Pause und gezieltes training
„Ich fahre jetzt heute nach Hause und werde zwei Tage Pause machen. Dann trainiere ich zwei Tage und werde dann am Samstag wahrscheinlich wieder anreisen“, erklärte Straßer. Die längere Wettkampfpause möchte er verständlicherweise im Kreis seiner Familie verbringen, um neue Energie zu tanken und sich mental auf das wichtige Rennen vorzubereiten. Die Familie spielt eine große Rolle in seiner Karriere und gibt ihm Kraft.

Deutsche medaillenhoffnungen ruhen auf straßer
Im Slalom liegen die deutschen Medaillenhoffnungen bei den Herren ausschließlich auf den Schultern von Linus Straßer. Zuvor zeigte er bereits starke Leistungen, zuletzt mit einem dritten Platz beim prestigeträchtigen Weltcup-Rennen in Kitzbühel. Allerdings verlief die Saison nach seinem Materialwechsel im Sommer eher unbeständig. Bei der Team-Kombination erreichte er gemeinsam mit Simon Jocher den 10. Platz, nur 0,7 Sekunden entfernt vom Podest.

Straßers einschätzung zum streckenprofil
„Das war der leichteste Slalomhang, den ich jemals auf diesem Niveau gefahren bin“, analysierte Straßer die Piste in Bormio. „Das kann jeder hier. Man muss sich am Limit bewegen und keine Fehler machen. Aber das werden wir annehmen.“ Er betonte die Notwendigkeit, präzise zu fahren und Fehler zu vermeiden, um erfolgreich zu sein. Die Analyse der Strecke ist ein wichtiger Bestandteil seiner Vorbereitung.
Blick auf den olympischen einzelstart
Mit Blick auf seinen olympischen Einzelstart analysierte der Bayer die Besonderheiten: „Das Schwierige ist: Es ist ein Mix. Du musst den Ski immer gehen lassen, der Ski muss immer bergab zeigen und gleichzeitig muss es ganz clean sein.
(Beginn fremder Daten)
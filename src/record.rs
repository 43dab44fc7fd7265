//! The persisted consent record.
//!
//! A [`ConsentRecord`] is the only entity this crate stores. It is written
//! wholesale on every choice and never merged: the newest write wins.
//!
//! Stored text is parsed leniently but safely. Any value that is not a JSON
//! object with boolean (or missing) category flags is rejected, and missing
//! flags always read as `false`. `essential` is never taken from storage.
//! The timestamp is informational and never invalidates a record.

use chrono::{DateTime, SecondsFormat, Utc};
use serde::{Deserialize, Serialize};

use crate::constants::RECORD_VERSION;
use crate::error::{Error, Result};

/// The user-settable part of a consent choice.
#[derive(Debug, Clone, Copy, Default, PartialEq, Eq, Hash)]
pub struct Preferences {
    pub functional: bool,
    pub analytics: bool,
}

impl Preferences {
    pub const fn new(functional: bool, analytics: bool) -> Self {
        Self {
            functional,
            analytics,
        }
    }

    /// Every optional category granted.
    pub const fn accept_all() -> Self {
        Self::new(true, true)
    }

    /// Every optional category refused. Same as the defaults.
    pub const fn reject_all() -> Self {
        Self::new(false, false)
    }
}

/// A consent choice as it is persisted.
///
/// Field order and names match the stored layout exactly:
/// `essential`, `functional`, `analytics`, `timestamp`, `version`.
#[derive(Debug, Clone, PartialEq, Eq, Serialize)]
pub struct ConsentRecord {
    essential: bool,
    functional: bool,
    analytics: bool,
    timestamp: String,
    version: u32,
}

/// Shape accepted when reading a record back.
#[derive(Deserialize)]
struct StoredRecord {
    #[serde(default)]
    functional: bool,
    #[serde(default)]
    analytics: bool,
    #[serde(default)]
    timestamp: Option<serde_json::Value>,
    #[serde(default = "current_version")]
    version: u32,
}

fn current_version() -> u32 {
    RECORD_VERSION
}

impl ConsentRecord {
    /// Builds a record for `prefs` stamped with `at`.
    pub fn new(prefs: Preferences, at: DateTime<Utc>) -> Self {
        Self {
            essential: true,
            functional: prefs.functional,
            analytics: prefs.analytics,
            timestamp: at.to_rfc3339_opts(SecondsFormat::Millis, true),
            version: RECORD_VERSION,
        }
    }

    /// Builds a record for `prefs` stamped with the current time.
    pub fn now(prefs: Preferences) -> Self {
        Self::new(prefs, Utc::now())
    }

    /// Parses stored text into a record.
    ///
    /// # Errors
    ///
    /// Returns [`Error::CorruptRecord`] if the text is not JSON, is not an
    /// object, or carries a category flag that is not a boolean.
    pub fn from_json(text: &str) -> Result<Self> {
        let value: serde_json::Value = serde_json::from_str(text).map_err(Error::corrupt_record)?;
        if !value.is_object() {
            return Err(Error::corrupt_record(format!(
                "expected an object, found {}",
                json_kind(&value)
            )));
        }

        let stored: StoredRecord = serde_json::from_value(value).map_err(Error::corrupt_record)?;
        if stored.version != RECORD_VERSION {
            tracing::debug!(
                version = stored.version,
                expected = RECORD_VERSION,
                "reading consent record with unexpected schema version"
            );
        }

        Ok(Self {
            essential: true,
            functional: stored.functional,
            analytics: stored.analytics,
            timestamp: timestamp_text(stored.timestamp),
            version: stored.version,
        })
    }

    /// Serializes the record in its stored layout.
    ///
    /// # Errors
    ///
    /// Returns [`Error::CorruptRecord`] if serialization fails.
    pub fn to_json(&self) -> Result<String> {
        serde_json::to_string(self).map_err(Error::corrupt_record)
    }

    /// Always `true`: essential cookies cannot be refused.
    pub fn essential(&self) -> bool {
        self.essential
    }

    pub fn functional(&self) -> bool {
        self.functional
    }

    pub fn analytics(&self) -> bool {
        self.analytics
    }

    /// ISO-8601 write time. Informational only.
    pub fn timestamp(&self) -> &str {
        &self.timestamp
    }

    pub fn version(&self) -> u32 {
        self.version
    }

    pub fn preferences(&self) -> Preferences {
        Preferences::new(self.functional, self.analytics)
    }
}

/// The timestamp is informational, so any stored shape is kept as text.
fn timestamp_text(value: Option<serde_json::Value>) -> String {
    match value {
        None | Some(serde_json::Value::Null) => String::new(),
        Some(serde_json::Value::String(text)) => text,
        Some(other) => other.to_string(),
    }
}

fn json_kind(value: &serde_json::Value) -> &'static str {
    match value {
        serde_json::Value::Null => "null",
        serde_json::Value::Bool(_) => "a boolean",
        serde_json::Value::Number(_) => "a number",
        serde_json::Value::String(_) => "a string",
        serde_json::Value::Array(_) => "an array",
        serde_json::Value::Object(_) => "an object",
    }
}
Es darf nicht kratzen. Und so einen Fehler wie ich darfst du sowieso nicht fahren.“ Er ist sich der Herausforderungen bewusst und arbeitet daran, seine Technik zu perfektionieren.
Schweizer sieg in der team-kombination
Den Olympiasieg in der Team-Kombination sicherte sich die Schweiz mit Franjo von Allmen und Tanguy Nef. Silber teilten sich zwei Teams: Österreich (Vincent Kriechmayr und Manuel Feller) und die Schweiz (Marco Odermatt und Loïc Meillard) mit identischer Zeit (+0,99 Sekunden). Die Team-Kombination feierte in Bormio ihre Olympia-Premiere, nachdem sie bereits 2025 bei der Alpinen Ski-WM in Saalbach erstmals ausgetragen worden war.
Ein inspirierendes olympia
Olympia ist mehr als
nur ein Wettbewerb. Es ist ein Ort der Inspiration und des Zusammenkommens. Geschichten wie die des Langläufers Stevenson Savart zeigen, dass allein die Teilnahme schon ein Erfolg sein kann. Es geht darum, sein Bestes zu geben und die einzigartige Atmosphäre zu genießen. Der Sport verbindet Menschen auf der ganzen Welt und schafft unvergessliche Momente.